Dice Elsa que, cuando se rodó esa secuencia, “en la que Tilda Swinton, reclinada sobre su vieja amiga Julianne Moore, acepta a través del cine su propio final, Almodóvar no pudo contener las lágrimas y se tuvo que retirar para que nadie le viese llorar”.
Mucha gente vio a Almodóvar, en las calles del Madrid de la movida, en las noches de estreno y de madrugada, muchos lo recordamos siendo aquel muchacho que se disfrazaba para ser también actor de sí mismo, así como el que ya empezaba a ser el director de cine que esperaba que el viento siguiera soplando sobre sus metáforas. En ese tiempo lo conocí, y recuerdo muy bien el latido de uno de esos días.
Ahora, el día de su 75 aniversario, lo vi allí, junto al mostrador de Iberia, esperando el viaje. Y de pronto vino a mi recuerdo esa primera vez que lo vi llevándole a sus amigos Guillermo Cabrera Infante y a la mujer de éste, la actriz Mariam Gómez, las entradas de uno de sus primeros estrenos. Era un muchacho, con aquel pelo hirsuto y rebelde, una risa que se le quedaba en el aire de una cara que parecía salida del asombro o del genio. Al tiempo que él hacía esa entrega por otro teléfono me mandaban a llevar por Madrid al ilustre ciego, Jorge Luis Borges. Ahora todo parece un sueño, o cine.

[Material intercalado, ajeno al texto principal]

// Allow common clippy pedantic lints
#![allow(clippy::must_use_candidate)]
#![allow(clippy::needless_pass_by_value)]

//! pagekit CLI
//!
//! Command-line interface for paginating item lists and checking routes

use clap::Parser;
use pagekit::cli::{Cli, Runner};

fn main() {
    let cli = Cli::parse();

    let level = if cli.verbose {
        tracing::Level::DEBUG
    } else {
        tracing::Level::INFO
    };

    // Logs go to stderr so stdout stays machine-readable
    tracing_subscriber::fmt()
        .with_env_filter(
            tracing_subscriber::EnvFilter::from_default_env().add_directive(level.into()),
        )
        .with_writer(std::io::stderr)
        .init();

    let runner = Runner::new(cli);

    if let Err(e) = runner.run() {
        eprintln!("Error: {e}");
        std::process::exit(1);
    }
}
//! Session types
//!
//! `SessionRecord` is what a store persists while a user is signed in.
//! `SessionContext` is the value handed to route guards.

use chrono::{DateTime, Utc};
use serde::{Deserialize, Serialize};

/// Persisted proof of a signed-in session
///
/// The record's presence is what marks a session as authenticated; its
/// contents are informational.
#[derive(Debug, Clone, PartialEq, Eq, Serialize, Deserialize)]
pub struct SessionRecord {
    /// Who signed in, if known
    #[serde(default)]
    pub user: Option<String>,
    /// When the session was created
    pub signed_in_at: DateTime<Utc>,
}

impl SessionRecord {
    /// Create a record for a user signing in now
    pub fn new(user: impl Into<String>) -> Self {
        Self {
            user: Some(user.into()),
            signed_in_at: Utc::now(),
        }
    }

    /// Create a record without a user name
    pub fn anonymous_user() -> Self {
        Self {
            user: None,
            signed_in_at: Utc::now(),
        }
    }
}

/// Explicit authentication state, passed down to whatever needs it
#[derive(Debug, Clone, Default, PartialEq, Eq, Serialize)]
pub struct SessionContext {
    authenticated: bool,
    user: Option<String>,
    signed_in_at: Option<DateTime<Utc>>,
}

impl SessionContext {
    /// A signed-out session
    pub fn anonymous() -> Self {
        Self::default()
    }

    /// A signed-in session described by `record`
    pub fn signed_in(record: &SessionRecord) -> Self {
        Self {
            authenticated: true,
            user: record.user.clone(),
            signed_in_at: Some(record.signed_in_at),
        }
    }

    /// Build a context from an optional stored record
    pub fn from_record(record: Option<&SessionRecord>) -> Self {
        record.map_or_else(Self::anonymous, Self::signed_in)
    }

    /// Is the user signed in?
    pub fn is_authenticated(&self) -> bool {
        self.authenticated
    }

    /// Signed-in user name, if any
    pub fn user(&self) -> Option<&str> {
        self.user.as_deref()
    }

    /// When the session started, if signed in
    pub fn signed_in_at(&self) -> Option<DateTime<Utc>> {
        self.signed_in_at
    }
}
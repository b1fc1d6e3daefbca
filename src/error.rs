//! Error types for pagekit
//!
//! This module defines the error hierarchy for the entire crate.
//! All public APIs return `Result<T, Error>` where Error is defined here.
//!
//! Page navigation never produces an error: out-of-range requests are
//! ignored by the paginator. Errors only arise at configuration time,
//! from session storage, and from the CLI's file handling.

use thiserror::Error;

/// The main error type for pagekit
#[allow(missing_docs)]
#[derive(Error, Debug)]
pub enum Error {
    // ============================================================================
    // Configuration Errors
    // ============================================================================
    #[error("Invalid configuration for '{field}': {message}")]
    InvalidConfiguration { field: String, message: String },

    #[error("Configuration error: {message}")]
    Config { message: String },

    #[error("Failed to parse YAML: {0}")]
    YamlParse(#[from] serde_yaml::Error),

    #[error("Failed to parse JSON: {0}")]
    JsonParse(#[from] serde_json::Error),

    // ============================================================================
    // Session Errors
    // ============================================================================
    #[error("Session error: {message}")]
    Session { message: String },

    // ============================================================================
    // I/O Errors
    // ============================================================================
    #[error("IO error: {0}")]
    Io(#[from] std::io::Error),

    #[error("File not found: {path}")]
    FileNotFound { path: String },

    // ============================================================================
    // Generic Errors
    // ============================================================================
    #[error("{0}")]
    Other(String),
}

impl Error {
    /// Create an invalid configuration error
    pub fn invalid(field: impl Into<String>, message: impl Into<String>) -> Self {
        Self::InvalidConfiguration {
            field: field.into(),
            message: message.into(),
        }
    }

    /// Create a config error
    pub fn config(message: impl Into<String>) -> Self {
        Self::Config {
            message: message.into(),
        }
    }

    /// Create a session error
    pub fn session(message: impl Into<String>) -> Self {
        Self::Session {
            message: message.into(),
        }
    }

    /// Create a file not found error
    pub fn file_not_found(path: impl Into<String>) -> Self {
        Self::FileNotFound { path: path.into() }
    }

    /// Check if this error was caused by invalid user-supplied settings
    pub fn is_configuration(&self) -> bool {
        matches!(
            self,
            Error::InvalidConfiguration { .. } | Error::Config { .. } | Error::YamlParse(_)
        )
    }
}

/// Result type alias for pagekit
pub type Result<T> = std::result::Result<T, Error>;

/// Extension trait for adding context to errors
pub trait ResultExt<T> {
    /// Add context to an error
    fn context(self, message: impl Into<String>) -> Result<T>;

    /// Add context with a closure (lazy evaluation)
    fn with_context<F: FnOnce() -> String>(self, f: F) -> Result<T>;
}

impl<T, E: Into<Error>> ResultExt<T> for std::result::Result<T, E> {
    fn context(self, message: impl Into<String>) -> Result<T> {
        self.map_err(|e| {
            let inner = e.into();
            Error::Other(format!("{}: {}", message.into(), inner))
        })
    }

    fn with_context<F: FnOnce() -> String>(self, f: F) -> Result<T> {
        self.map_err(|e| {
            let inner = e.into();
            Error::Other(format!("{}: {}", f(), inner))
        })
    }
}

Ahora el apellido Almodóvar basta para saber que incluso su nombre propio ya constituye la denominación más conocida del cine en el mundo. “¡¡¡Pedro!!!” fue el grito que su amiga la actriz Penélope Cruz lanzó cuando anunció que el autor de Todo sobre mi madre recibía (en el año 2000) uno de los más emocionantes Oscar de la historia del cine. ¡¡¡Pedro!!! Y ahí no acabó el genio.
Almodóvar está en la estela de quienes han hecho que España se siga pareciendo a aquella en la que prosperó el latido de Federico García Lorca. Sensibilidad y pasión, todo su cine es ahora un símbolo de su pensamiento, y su actitud es la de alguien que no ha dejado de inventar para desafiar incluso lo que ha hecho antes. Su genio se ha impuesto muchos desafíos, el último de los cuales, esa The room next door, es el último hallazgo de quien no cesa de hacer cine con el alma propia.

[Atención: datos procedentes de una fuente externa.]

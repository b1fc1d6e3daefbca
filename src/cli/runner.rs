//! CLI runner - executes commands

use crate::cli::commands::{Cli, Commands, OutputFormat, SessionAction};
use crate::config::{load_config, AppConfig};
use crate::error::{Error, Result, ResultExt};
use crate::pagination::Paginator;
use crate::session::{sign_in, sign_out, FileSessionStore, MemorySessionStore, SessionContext};
use serde_json::{json, Value};
use std::fs;
use std::path::Path;
use tracing::{debug, warn};

/// CLI runner
pub struct Runner {
    cli: Cli,
}

impl Runner {
    /// Create a new runner
    pub fn new(cli: Cli) -> Self {
        Self { cli }
    }

    /// Run the CLI command and print its output
    pub fn run(&self) -> Result<()> {
        let output = self.execute()?;
        println!("{output}");
        Ok(())
    }

    /// Run the CLI command and return what it would print
    pub fn execute(&self) -> Result<String> {
        let config = self.load_config()?;
        match &self.cli.command {
            Commands::Page {
                items,
                page,
                per_page,
            } => self.page(&config, items, *page, *per_page),
            Commands::Guard { path } => self.guard(&config, path),
            Commands::Session { action } => self.session(&config, action),
        }
    }

    /// Load config file, or defaults when none is given
    fn load_config(&self) -> Result<AppConfig> {
        match &self.cli.config {
            Some(path) => load_config(path),
            None => {
                debug!("No config file given, using defaults");
                Ok(AppConfig::default())
            }
        }
    }

    /// Session file from the command line, then from the config
    fn session_store(&self, config: &AppConfig) -> Option<FileSessionStore> {
        self.cli
            .session
            .as_ref()
            .or(config.session.path.as_ref())
            .map(FileSessionStore::new)
    }

    fn require_session_store(&self, config: &AppConfig) -> Result<FileSessionStore> {
        self.session_store(config).ok_or_else(|| {
            Error::config("Session file not specified (use --session or session.path in config)")
        })
    }

    /// Render a value in the selected output format
    fn render(&self, value: &Value, pretty: String) -> Result<String> {
        match self.cli.format {
            OutputFormat::Json => Ok(serde_json::to_string(value)?),
            OutputFormat::Pretty => Ok(pretty),
        }
    }

    // ========================================================================
    // page
    // ========================================================================

    fn page(
        &self,
        config: &AppConfig,
        items_path: &Path,
        page: Option<usize>,
        per_page: Option<usize>,
    ) -> Result<String> {
        let content = fs::read_to_string(items_path).with_context(|| {
            format!("Failed to read items file '{}'", items_path.display())
        })?;
        let items: Vec<Value> = serde_json::from_str(&content).map_err(|e| {
            Error::config(format!(
                "Items file '{}' must contain a JSON array: {e}",
                items_path.display()
            ))
        })?;

        let per_page = per_page.unwrap_or(config.pagination.items_per_page);
        let mut pager = Paginator::configure(&items, per_page)?;

        if let Some(requested) = page {
            pager.go_to_page(requested);
            if pager.current_page() != requested {
                warn!(
                    requested,
                    total_pages = pager.total_pages(),
                    "Page out of range, showing page {}",
                    pager.current_page()
                );
            }
        }

        let window = pager.page_window(config.pagination.window);
        let mut value = serde_json::to_value(pager.page())?;
        if let Value::Object(map) = &mut value {
            map.insert("window".to_string(), json!(window));
        }

        let mut lines = vec![pager.page_info().to_string()];
        lines.extend(pager.current_items().iter().map(|item| format!("  {item}")));
        if !window.is_empty() {
            let buttons: Vec<String> = window
                .iter()
                .map(|&n| {
                    if n == pager.current_page() {
                        format!("[{n}]")
                    } else {
                        n.to_string()
                    }
                })
                .collect();
            lines.push(format!("pages: {}", buttons.join(" ")));
        }

        self.render(&value, lines.join("\n"))
    }

    // ========================================================================
    // guard
    // ========================================================================

    fn guard(&self, config: &AppConfig, path: &str) -> Result<String> {
        let guard = config.route_guard()?;
        let session = match self.session_store(config) {
            Some(store) => SessionContext::from_store(&store)?,
            None => SessionContext::from_store(&MemorySessionStore::new())?,
        };

        let access = guard.access_for(path);
        let decision = guard.check(&session, path);

        let value = json!({
            "path": path,
            "access": access,
            "authenticated": session.is_authenticated(),
            "result": decision,
        });
        self.render(&value, format!("{path}: {decision}"))
    }

    // ========================================================================
    // session
    // ========================================================================

    fn session(&self, config: &AppConfig, action: &SessionAction) -> Result<String> {
        let store = self.require_session_store(config)?;

        let session = match action {
            SessionAction::Status => SessionContext::from_store(&store)?,
            SessionAction::Login { user } => sign_in(&store, user.as_str())?,
            SessionAction::Logout => {
                sign_out(&store)?;
                SessionContext::anonymous()
            }
        };

        let pretty = match (session.is_authenticated(), session.user()) {
            (false, _) => "signed out".to_string(),
            (true, Some(user)) => format!("signed in as {user}"),
            (true, None) => "signed in".to_string(),
        };
        self.render(&serde_json::to_value(&session)?, pretty)
    }
}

Para este arte abrió puertas que parecían cerradas incluso cuando la movida española de los años ochenta hacía de la noche un experimento lleno de alegría. Él rompió con el cine de siempre para hacer lo que iba a ser el cine de Almodóvar, mezclando la vida cotidiana con el descaro. Lector apasionado de todas las literaturas, las clásicas y las muy modernas, fue haciendo incursiones en la interpretación del alma contemporánea con metáforas que son antiguas como la civilización o como la noche.

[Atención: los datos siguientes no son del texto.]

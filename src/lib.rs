// Allow common clippy pedantic lints that aren't critical for this codebase
#![allow(clippy::must_use_candidate)]
#![allow(clippy::needless_pass_by_value)]
#![allow(clippy::missing_errors_doc)]
#![allow(clippy::missing_panics_doc)]

//! # pagekit
//!
//! Client-side pagination and session-aware route guarding for
//! list-heavy frontends such as order tracking pages and admin tables.
//!
//! ## Features
//!
//! - **Pagination**: Slice any borrowed list into pages with next/previous/jump
//!   navigation; out-of-range requests are ignored, never errors
//! - **Explicit sessions**: Signed-in state is a value loaded from a store and
//!   passed down, not a global flag
//! - **Route guard**: Pure `(session, path) -> allow | redirect` decisions
//! - **YAML config**: Page size, page window, session file and route rules
//!
//! ## Quick Start
//!
//! ```rust
//! use pagekit::pagination::Paginator;
//! use pagekit::session::{MemorySessionStore, RouteGuard, SessionContext};
//!
//! # fn main() -> pagekit::Result<()> {
//! let orders: Vec<u32> = (1..=25).collect();
//! let mut pager = Paginator::configure(&orders, 10)?;
//! pager.go_to_page(2);
//! assert_eq!(pager.current_items().first(), Some(&11));
//!
//! let guard = RouteGuard::new("/login", "/").protect("/orders/:id")?;
//! let session = SessionContext::from_store(&MemorySessionStore::new())?;
//! assert!(!guard.check(&session, "/orders/42").is_allowed());
//! # Ok(())
//! # }
//! ```
//!
//! ## Architecture
//!
//! ```text
//! ┌──────────────────────────────────────────────────────────────┐
//! │                            CLI                               │
//! │        page            guard             session             │
//! └──────────────────────────────────────────────────────────────┘
//!                               │
//! ┌───────────────┬─────────────┴───────────┬────────────────────┐
//! │  Pagination   │        Session          │      Config        │
//! ├───────────────┼─────────────────────────┼────────────────────┤
//! │ Paginator     │ SessionStore (mem/file) │ YAML               │
//! │ PageInfo      │ SessionContext          │ defaults           │
//! │ page window   │ RouteGuard              │ validation         │
//! └───────────────┴─────────────────────────┴────────────────────┘
//! ```

#![warn(missing_docs)]
#![warn(clippy::all)]
#![warn(clippy::pedantic)]
#![allow(clippy::module_name_repetitions)]
#![allow(clippy::doc_markdown)]

// ============================================================================
// Module declarations
// ============================================================================

/// Error types
pub mod error;

/// Client-side pagination
pub mod pagination;

/// Session state and route guarding
pub mod session;

/// YAML configuration
pub mod config;

/// Command-line interface
pub mod cli;

// ============================================================================
// Re-exports
// ============================================================================

pub use error::{Error, Result};

pub use config::{load_config, load_config_from_str, AppConfig};
pub use pagination::{PageInfo, PageSize, Paginator};
pub use session::{GuardDecision, RouteGuard, SessionContext};

/// Crate version
pub const VERSION: &str = env!("CARGO_PKG_VERSION");

/// Crate name
pub const NAME: &str = env!("CARGO_PKG_NAME");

Con un bisturí saludable, e implacable, fue demostrando, ante Madrid, ante España, ante el mundo que venía, como habían hecho Luis Buñuel o Federico Fellini, a dinamitar las compuertas del séptimo arte haciendo lo que le diera la gana. Mostró desde el principio que ningún pasado iba a impedirle su apuesta por un cine propio, igual que fue propio el cine de los antepasados que quiere, entre ellos John Huston y James Joyce.